══ EXERCISE INPUT
//! Read-only passes from a donor document into a primary document.
//!
//! Both documents must be fully decoded, and the primary's skeletons built,
//! before these run. The donor is never mutated.

use std::collections::HashSet;

use log::{debug, info, warn};

use crate::wld::skeleton::{self, TrackName, TrackSource, TrackSummary};
use crate::wld::{
	Actor, Color, FragmentKind, FragmentRef, Mesh, MeshReference, ObjectInstance, SkeletonHierarchy, VertexColors, VertexColorsReference,
	WldDocument,
};

/// Bind animations from a shared animation file into every built skeleton of
/// `primary`.
///
/// Only tracks of `donor_model` are considered, and only for animation names
/// a skeleton does not already have. Returns the number of tracks bound.
pub fn import_shared_animations(primary: &mut WldDocument, donor: &WldDocument, donor_model: &str) -> usize {
	let model = donor_model.to_ascii_lowercase();
	let donor_pose = skeleton::pose_tracks(donor);
	let shared: Vec<(TrackSummary, TrackName)> = TrackSummary::collect(donor)
		.into_iter()
		.filter(|summary| !donor_pose.contains(&summary.track))
		.filter_map(|summary| {
			let name = TrackName::parse(&summary.name)?;
			(name.model == model).then_some((summary, name))
		})
		.collect();

	let mut bound = 0;
	for item in primary.refs_of_kind(FragmentKind::SkeletonHierarchy).to_vec() {
		let Some(skeleton) = primary.get_as_mut::<SkeletonHierarchy>(item) else {
			continue;
		};
		if !skeleton.is_built() {
			warn!("skeleton {item} not built, skipping shared animations");
			continue;
		}

		let local: HashSet<String> = skeleton.animations.keys().cloned().collect();
		for (summary, name) in &shared {
			if local.contains(&name.animation) {
				continue;
			}
			if skeleton.bind_track(summary.binding(TrackSource::Shared), name) {
				bound += 1;
			}
		}
	}

	info!("shared animations: {bound} tracks bound from model {model:?}");
	bound
}

/// Vertex colors to copy onto one primary mesh.
#[derive(Debug, Clone)]
pub struct VertexColorPatch {
	/// Target mesh in the primary document.
	pub mesh: FragmentRef,
	/// Donor object instance the colors came from.
	pub instance: FragmentRef,
	/// Colors in vertex order.
	pub colors: Vec<Color>,
}

fn actor_mesh(doc: &WldDocument, actor_name: &str) -> Option<FragmentRef> {
	let actor = doc.by_name(actor_name)?.body::<Actor>()?;
	let mesh = doc.get_as::<MeshReference>(actor.mesh_reference()?)?.mesh?;
	doc.get_as::<Mesh>(mesh).map(|_| mesh)
}

fn instance_colors<'a>(doc: &'a WldDocument, instance: &ObjectInstance) -> Option<&'a VertexColors> {
	let reference = doc.get_as::<VertexColorsReference>(instance.vertex_colors?)?;
	doc.get_as::<VertexColors>(reference.vertex_colors?)
}

/// Plan vertex-color patches from donor object instances onto primary meshes.
///
/// An instance is matched through its actor name to a primary actor, then to
/// that actor's mesh. The first matching instance per mesh wins; count
/// mismatches are skipped with a warning.
pub fn plan_vertex_colors(primary: &WldDocument, donor: &WldDocument) -> Vec<VertexColorPatch> {
	let mut patched = HashSet::new();
	let mut patches = Vec::new();

	for (fragment, instance) in donor.iter_kind::<ObjectInstance>() {
		let Some(colors) = instance_colors(donor, instance) else {
			continue;
		};
		let Some(actor_name) = instance.actor_name.as_deref() else {
			continue;
		};
		let Some(mesh_ref) = actor_mesh(primary, actor_name) else {
			debug!("instance {} names {actor_name:?}, which has no mesh in the primary", fragment.index);
			continue;
		};
		if patched.contains(&mesh_ref) {
			continue;
		}
		let Some(mesh) = primary.get_as::<Mesh>(mesh_ref) else {
			continue;
		};
		if mesh.vertex_count() != colors.colors.len() {
			warn!(
				"instance {}: {} colors for {} vertices of mesh {mesh_ref}",
				fragment.index,
				colors.colors.len(),
				mesh.vertex_count()
			);
			continue;
		}

		patched.insert(mesh_ref);
		patches.push(VertexColorPatch {
			mesh: mesh_ref,
			instance: fragment.index,
			colors: colors.colors.clone(),
		});
	}
	patches
}

/// Write planned patches into `primary`. Returns the number applied.
pub fn apply_vertex_colors(primary: &mut WldDocument, patches: Vec<VertexColorPatch>) -> usize {
	let mut applied = 0;
	for patch in patches {
		let Some(mesh) = primary.get_as_mut::<Mesh>(patch.mesh) else {
			continue;
		};
		if mesh.vertex_count() != patch.colors.len() {
			continue;
		}
		mesh.colors = patch.colors;
		applied += 1;
	}
	info!("vertex colors: {applied} meshes patched");
	applied
}

#[cfg(test)]
mod tests;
════
WORK REQUEST
Where a line of the records includes "meshes", copy it.

TASK SOLUTION
/// Plan vertex-color patches from donor object instances onto primary meshes.
	info!("vertex colors: {applied} meshes patched");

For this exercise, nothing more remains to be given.